■ **ACTIVITY**:
Scan the records that follow, and whenever a line has the word "RwSignal", copy it.

■ **RECORDS SHOWN**:
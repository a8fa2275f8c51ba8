use leptos::prelude::*;
use wasm_bindgen::JsCast;

use house_points_shared::{LoadStatus, MemberCard, MemberSearch, RankMap, search_members};

use crate::app::{
    CARD_GRID_STYLE, LoadingCard, PAGE_HEADER_STYLE, PAGE_STYLE, PAGE_TITLE_STYLE, SnapshotStatus,
};
use crate::colors::{card_style, pill_style};

/// Ranked member list with name search.
#[component]
pub fn MembersPage() -> impl IntoView {
    let SnapshotStatus(status) = expect_context();
    let query: RwSignal<String> = RwSignal::new(String::new());

    // Ranks always come from the full list so search never reshuffles the podium.
    let ranks = Memo::new(move |_| {
        status.with(|status| {
            status
                .snapshot()
                .map(|snapshot| RankMap::from_members(&snapshot.members))
                .unwrap_or_default()
        })
    });

    let listing = Memo::new(move |_| {
        let query = query.get();
        ranks.with(|ranks| {
            status.with(|status| match status {
                LoadStatus::Loading => Some(MemberSearch::Loading),
                LoadStatus::Error(_) => None,
                LoadStatus::Ready(snapshot) => Some(
                    search_members(Some(snapshot.members.as_slice()), &query)
                        .map(|(position, member)| MemberCard::new(position, member, ranks)),
                ),
            })
        })
    });

    view! {
        <div style=PAGE_STYLE>
            <div style=PAGE_HEADER_STYLE>
                <h1 style=PAGE_TITLE_STYLE>"Members"</h1>
                <SearchBox query=query />
            </div>
            {move || match listing.get() {
                None => ().into_any(),
                Some(MemberSearch::Loading) => view! {
                    <div style=CARD_GRID_STYLE>
                        <LoadingCard />
                        <LoadingCard />
                        <LoadingCard />
                    </div>
                }
                .into_any(),
                Some(MemberSearch::NoResults) => view! {
                    <div style="text-align: center; color: #57534e; font-weight: 500; padding: 32px 0;">
                        "No member found"
                    </div>
                }
                .into_any(),
                Some(MemberSearch::Matches(cards)) => view! {
                    <div style=CARD_GRID_STYLE>
                        {cards
                            .into_iter()
                            .map(|card| view! { <MemberCardView card=card /> })
                            .collect::<Vec<_>>()}
                    </div>
                }
                .into_any(),
            }}
        </div>
    }
}

#[component]
fn SearchBox(query: RwSignal<String>) -> impl IntoView {
    let on_input = move |e: leptos::ev::Event| {
        let Some(target) = e.target() else {
            return;
        };
        let Ok(input) = target.dyn_into::<web_sys::HtmlInputElement>() else {
            return;
        };
        query.set(input.value());
    };

    view! {
        <div style="position: relative;">
            <input
                type="text"
                placeholder="Search members\u{2026}"
                aria-label="Search members by name"
                style="width: 16rem; max-width: 60vw; box-sizing: border-box; border-radius: 12px; border: 1px solid rgba(255,255,255,0.3); background: rgba(255,255,255,0.6); padding: 8px 28px 8px 12px; font-size: 0.875rem; color: #1c1917;"
                prop:value=move || query.get()
                on:input=on_input
            />
            {move || {
                (!query.get().is_empty())
                    .then(|| {
                        view! {
                            <button
                                type="button"
                                aria-label="Clear search"
                                title="Clear"
                                style="position: absolute; right: 8px; top: 50%; transform: translateY(-50%); border: none; background: transparent; color: #78716c; cursor: pointer; font-size: 1rem;"
                                on:click=move |_| query.set(String::new())
                            >
                                "\u{00D7}"
                            </button>
                        }
                    })
            }}
        </div>
    }
}

#[component]
fn MemberCardView(card: MemberCard) -> impl IntoView {
    let theme = card.theme;
    let pill = pill_style(&theme.pill.css(), "0.75rem");
    let medal = card
        .medal()
        .map(|medal| view! { <span style="font-size: 1.5rem; flex-shrink: 0;">{medal}</span> });
    let category_pill = (!card.category.is_empty()).then(|| {
        view! { <div style=pill.clone()>{format!("Class: {}", card.category)}</div> }
    });
    let role_pills = card
        .roles
        .into_iter()
        .map(|role| view! { <div style=pill.clone()>{role}</div> })
        .collect::<Vec<_>>();
    let avatar = format!(
        "height: 44px; width: 44px; border-radius: 9999px; display: flex; align-items: center; justify-content: center; font-weight: 700; flex-shrink: 0; {}",
        theme.avatar.css()
    );

    view! {
        <div style=card_style(theme)>
            <div style="display: flex; align-items: center; justify-content: space-between; gap: 8px; overflow: hidden;">
                <div style="display: flex; align-items: center; gap: 8px; min-width: 0; flex: 1;">
                    <div style=avatar>{card.initial.to_string()}</div>
                    <div style="min-width: 0; flex: 1;">
                        <div style="display: flex; align-items: center; gap: 8px; min-width: 0;">
                            <div style="font-size: 1.125rem; font-weight: 700; color: #1c1917; overflow: hidden; text-overflow: ellipsis; white-space: nowrap;">
                                {card.name}
                            </div>
                            {medal}
                        </div>
                        <div style="display: flex; gap: 8px; margin-top: 4px; flex-wrap: wrap;">
                            {category_pill}
                            {role_pills}
                        </div>
                    </div>
                </div>
                <div style="display: flex; flex-direction: column; align-items: flex-end; flex-shrink: 0; white-space: nowrap; padding-left: 4px;">
                    <div style="font-size: 2.75rem; font-weight: 800; color: #1c1917; line-height: 1;">
                        {card.points}
                    </div>
                    <div style="font-size: 0.95rem; font-weight: 600; color: #57534e;">{card.unit}</div>
                </div>
            </div>
        </div>
    }
}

■ **RESPONSE BELOW**:
    let query: RwSignal<String> = RwSignal::new(String::new());
fn SearchBox(query: RwSignal<String>) -> impl IntoView {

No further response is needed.